I used to be no stranger to short-term. Temporary. “Just for now”. “Until the next thing comes up”, with every aspect of my life. Whether it was a love relationship, a job, a goal, an emotion; my notion was that it wouldn’t last long. My LoveJourney brought me to a place where I wanted and needed things to stay in my life, for the long haul. I’m currently in my longest lasting love relationship, I’ve made a strong commitment to music, performing and releasing my debut EP and I’m working on forming permanent health habits too. Now don’t get me wrong, it gets hard! being truly committed through thick & thin is not the easiest thing, but it’s so worth it! I WILL finish what I started & keep the positive going!
:: After the initial period of excitement and “newness”, we sometimes tend to get tired and ready to move on to the next, but now is the time to make commitments to people, goals and ideas that will enrich our lives.

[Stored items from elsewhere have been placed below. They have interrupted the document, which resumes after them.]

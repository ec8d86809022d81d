use std::sync::Mutex;
use std::time::Duration;

use tempfile::NamedTempFile;

use roomwatch::config::RoomwatchConfig;

static ENV_LOCK: Mutex<()> = Mutex::new(());

fn clear_env() {
    for key in [
        "ROOMWATCH_CONFIG",
        "ROOMWATCH_SOURCE_URL",
        "ROOMWATCH_SNAPSHOT_DIR",
        "ROOMWATCH_MQTT_BROKER",
        "ROOMWATCH_MQTT_USERNAME",
        "ROOMWATCH_MQTT_PASSWORD",
        "ROOMWATCH_MQTT_TOPIC",
        "ROOMWATCH_THRESHOLD",
        "ROOMWATCH_POLL_INTERVAL_MS",
    ] {
        std::env::remove_var(key);
    }
}

fn write_config(json: &str) -> NamedTempFile {
    let mut file = NamedTempFile::new().expect("temp config");
    std::io::Write::write_all(&mut file, json.as_bytes()).expect("write config");
    file
}

#[test]
fn loads_config_from_file_and_env_overrides() {
    let _guard = ENV_LOCK.lock().unwrap();
    clear_env();

    let file = write_config(
        r#"{
            "detector": {
                "threshold": 12000,
                "pixel_delta": 30,
                "blur_sigma": 2.0,
                "dilate_iterations": 1
            },
            "snapshots": {
                "dir": "/var/lib/roomwatch/photos",
                "cooldown_secs": 10
            },
            "mqtt": {
                "broker": "mqtt://broker.lan:1884",
                "username": "admin",
                "password": "adminpass",
                "topic": "lab/motion",
                "cooldown_secs": 3
            },
            "source": {
                "url": "stub://lab",
                "width": 320,
                "height": 240,
                "warmup_ms": 0
            },
            "poll_interval_ms": 250
        }"#,
    );

    std::env::set_var("ROOMWATCH_CONFIG", file.path());
    std::env::set_var("ROOMWATCH_MQTT_TOPIC", "server-room/motion");
    std::env::set_var("ROOMWATCH_THRESHOLD", "20000");

    let cfg = RoomwatchConfig::load(None).expect("load config");

    assert_eq!(cfg.detector.area_threshold, 20_000.0);
    assert_eq!(cfg.detector.pixel_delta, 30);
    assert_eq!(cfg.detector.blur_sigma, 2.0);
    assert_eq!(cfg.detector.dilate_iterations, 1);
    assert_eq!(
        cfg.snapshots.dir,
        std::path::PathBuf::from("/var/lib/roomwatch/photos")
    );
    assert_eq!(cfg.snapshots.cooldown, Duration::from_secs(10));
    assert_eq!(cfg.mqtt.broker, "mqtt://broker.lan:1884");
    assert_eq!(cfg.mqtt.username.as_deref(), Some("admin"));
    assert_eq!(cfg.mqtt.topic, "server-room/motion");
    assert_eq!(cfg.mqtt.cooldown, Duration::from_secs(3));
    assert_eq!(cfg.source.url, "stub://lab");
    assert_eq!((cfg.source.width, cfg.source.height), (320, 240));
    assert_eq!(cfg.source.warmup, Duration::ZERO);
    assert_eq!(cfg.poll_interval, Duration::from_millis(250));

    clear_env();
}

#[test]
fn explicit_path_wins_over_env_path() {
    let _guard = ENV_LOCK.lock().unwrap();
    clear_env();

    let env_file = write_config(r#"{ "source": { "url": "stub://from_env" } }"#);
    let arg_file = write_config(r#"{ "source": { "url": "stub://from_arg" } }"#);
    std::env::set_var("ROOMWATCH_CONFIG", env_file.path());

    let cfg = RoomwatchConfig::load(Some(arg_file.path())).expect("load config");
    assert_eq!(cfg.source.url, "stub://from_arg");

    clear_env();
}

#[test]
fn defaults_without_file() {
    let _guard = ENV_LOCK.lock().unwrap();
    clear_env();

    let cfg = RoomwatchConfig::load(None).expect("defaults");
    assert_eq!(cfg.mqtt.broker, "localhost:1883");
    assert_eq!(cfg.mqtt.topic, "server-room/motion");
    assert!(cfg.mqtt.enabled);
    assert_eq!(cfg.snapshots.cooldown, Duration::from_secs(5));
    assert_eq!(cfg.mqtt.cooldown, Duration::from_secs(2));
}

#[test]
fn rejects_invalid_values() {
    let _guard = ENV_LOCK.lock().unwrap();
    clear_env();

    let zero_cooldown = write_config(r#"{ "snapshots": { "cooldown_secs": 0 } }"#);
    assert!(RoomwatchConfig::load(Some(zero_cooldown.path())).is_err());

    let wildcard = write_config(r#"{ "mqtt": { "topic": "server-room/#" } }"#);
    assert!(RoomwatchConfig::load(Some(wildcard.path())).is_err());

    let unknown = write_config(r#"{ "detectr": {} }"#);
    let err = RoomwatchConfig::load(Some(unknown.path())).unwrap_err();
    assert!(err.to_string().contains("invalid config file"));

    std::env::set_var("ROOMWATCH_THRESHOLD", "lots");
    assert!(RoomwatchConfig::load(None).is_err());

    clear_env();
}

#[test]
fn overrides_applied_before_validation_can_fix_file_values() {
    let _guard = ENV_LOCK.lock().unwrap();
    clear_env();

    let file = write_config(r#"{ "mqtt": { "topic": "server-room/#" } }"#);
    assert!(RoomwatchConfig::load(Some(file.path())).is_err());

    let mut cfg = RoomwatchConfig::load_unvalidated(Some(file.path())).expect("parse only");
    assert_eq!(cfg.mqtt.topic, "server-room/#");
    assert!(cfg.validate().is_err());

    cfg.mqtt.topic = "server-room/motion".to_string();
    cfg.validate().expect("override makes config valid");

    clear_env();
}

I have to keep it real. In fact, I have a really hard time not doing that. I was saying that I wouldn’t say anything negative going into the new year but…. 2013 kicked my ass. Don’t get me wrong, there were so many blessings that brought me great joy this past year. When I wasn’t receiving those blessings I was being dragged through the fire, ice, hail, rain and mud. I learned some of life’s hardest lessons this past year, the hard way. I lost a loved one and went through a fire at my home destroying all of my things. But I’m still here. I’m still striving the LoveJourney isn’t over.
I’m loving my natural body. I love being curvy. I feel healthy and strong. I’ve never felt so confident before.
Ever since I was young I have been body conscious. My body developed at a very young age, and I got lots of attention that I really couldn’t handle. I’ve never had a small figure, I’m thick, and although I have tried, no diet or crazy exercise regimen can permanently change that. For so long I went through phases, loving my body, hating it, covering it up, over-exposing it; it was just too much! For so long I felt like I had to have this “perfect” body, the ones that rappers talk about, and singers love to brag about. My LoveJourney has brought me to physical peace. I was able to stop comparing my body to others. I stopped obsessing over other singers, their look and body image. I don’t spend too much time tugging at my clothes and having awkward body language, I’m just comfortable in my skin! I’m still getting comfortable with my body, but I’m a long way from where I was.
Your body is beautiful. It is perfect the way it is. The only beauty standard is the one you give to yourself. Your body is your temple & no matter it’s shape or size, you must love and cherish it. Be comfortable in your skin.